▸ **What to work on**: Search the data for "Uuid" and copy every matching line.

▸ **Records provided**:
☆ ☆ ☆ ☆ ☆ ☆ ☆

use config_engine::SettlementConfig;
use insurance_service::{ClaimLedger, InsuranceClaim};
use rust_decimal::Decimal;
use uuid::Uuid;

use crate::error::BillingResult;
use crate::store::SettlementStore;

/// Entry point for the insurance back office
///
/// Each call locks the claim, applies one ledger action and refreshes the
/// claim's summary in a transaction of its own.
pub struct AdjudicationService<S> {
    store: S,
    ledger: ClaimLedger,
}

impl<S: SettlementStore> AdjudicationService<S> {
    pub fn new(store: S, config: &SettlementConfig) -> Self {
        Self {
            store,
            ledger: ClaimLedger::new(config),
        }
    }

    pub async fn start_processing(&self, claim_id: Uuid) -> BillingResult<InsuranceClaim> {
        let mut tx = self.store.begin().await?;
        let claim = self.ledger.start_processing(&mut tx, claim_id).await?;
        self.store.commit(tx).await?;
        Ok(claim)
    }

    pub async fn approve(
        &self,
        claim_id: Uuid,
        approved_amount: Decimal,
        by: Uuid,
        reason: Option<String>,
    ) -> BillingResult<InsuranceClaim> {
        let mut tx = self.store.begin().await?;
        let claim = self.ledger.approve(&mut tx, claim_id, approved_amount, by, reason).await?;
        self.store.commit(tx).await?;
        Ok(claim)
    }

    pub async fn reject(&self, claim_id: Uuid, by: Uuid, reason: &str) -> BillingResult<InsuranceClaim> {
        let mut tx = self.store.begin().await?;
        let claim = self.ledger.reject(&mut tx, claim_id, by, reason).await?;
        self.store.commit(tx).await?;
        Ok(claim)
    }

    pub async fn mark_paid(&self, claim_id: Uuid) -> BillingResult<InsuranceClaim> {
        let mut tx = self.store.begin().await?;
        let claim = self.ledger.mark_paid(&mut tx, claim_id).await?;
        self.store.commit(tx).await?;
        Ok(claim)
    }

    /// Withdraw an unpaid claim
    pub async fn remove_claim(&self, claim_id: Uuid) -> BillingResult<InsuranceClaim> {
        let mut tx = self.store.begin().await?;
        let claim = self.ledger.remove_claim(&mut tx, claim_id).await?;
        self.store.commit(tx).await?;
        Ok(claim)
    }
}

☆ ☆ ☆ ☆ ☆ ☆ ☆

▸ **Completed task**:
use uuid::Uuid;
    pub async fn start_processing(&self, claim_id: Uuid) -> BillingResult<InsuranceClaim> {
        claim_id: Uuid,
        by: Uuid,
    pub async fn reject(&self, claim_id: Uuid, by: Uuid, reason: &str) -> BillingResult<InsuranceClaim> {
    pub async fn mark_paid(&self, claim_id: Uuid) -> BillingResult<InsuranceClaim> {
    pub async fn remove_claim(&self, claim_id: Uuid) -> BillingResult<InsuranceClaim> {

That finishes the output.